The task: After finding the line that contains "Self::Io(err)", reproduce it and each line below it through the end of the listing, exactly, with nothing added.

*****

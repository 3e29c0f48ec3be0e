use std::io::Read;
use std::path::Path;

use serde::{Deserialize, Serialize};

use crate::eligibility::{Applicant, Scheme};

/// Applicant and scheme records used to hydrate an in-memory store.
#[derive(Debug, Clone, Default, PartialEq, Serialize, Deserialize)]
pub struct SeedData {
    #[serde(default)]
    pub applicants: Vec<Applicant>,
    #[serde(default)]
    pub schemes: Vec<Scheme>,
}

#[derive(Debug)]
pub enum SeedError {
    Io(std::io::Error),
    Json(serde_json::Error),
}

impl std::fmt::Display for SeedError {
    fn fmt(&self, f: &mut std::fmt::Formatter<'_>) -> std::fmt::Result {
        match self {
            SeedError::Io(err) => write!(f, "failed to read seed file: {}", err),
            SeedError::Json(err) => write!(f, "invalid seed data: {}", err),
        }
    }
}

impl std::error::Error for SeedError {
    fn source(&self) -> Option<&(dyn std::error::Error + 'static)> {
        match self {
            SeedError::Io(err) => Some(err),
            SeedError::Json(err) => Some(err),
        }
    }
}

impl From<std::io::Error> for SeedError {
    fn from(err: std::io::Error) -> Self {
        Self::Io(err)
    }
}

impl From<serde_json::Error> for SeedError {
    fn from(err: serde_json::Error) -> Self {
        Self::Json(err)
    }
}

impl SeedData {
    pub fn from_path<P: AsRef<Path>>(path: P) -> Result<Self, SeedError> {
        let file = std::fs::File::open(path)?;
        Self::from_reader(file)
    }

    pub fn from_reader<R: Read>(reader: R) -> Result<Self, SeedError> {
        Ok(serde_json::from_reader(reader)?)
    }
}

*****

Your solution:
        Self::Io(err)
    }
}

impl From<serde_json::Error> for SeedError {
    fn from(err: serde_json::Error) -> Self {
        Self::Json(err)
    }
}

impl SeedData {
    pub fn from_path<P: AsRef<Path>>(path: P) -> Result<Self, SeedError> {
        let file = std::fs::File::open(path)?;
        Self::from_reader(file)
    }

    pub fn from_reader<R: Read>(reader: R) -> Result<Self, SeedError> {
        Ok(serde_json::from_reader(reader)?)
    }
}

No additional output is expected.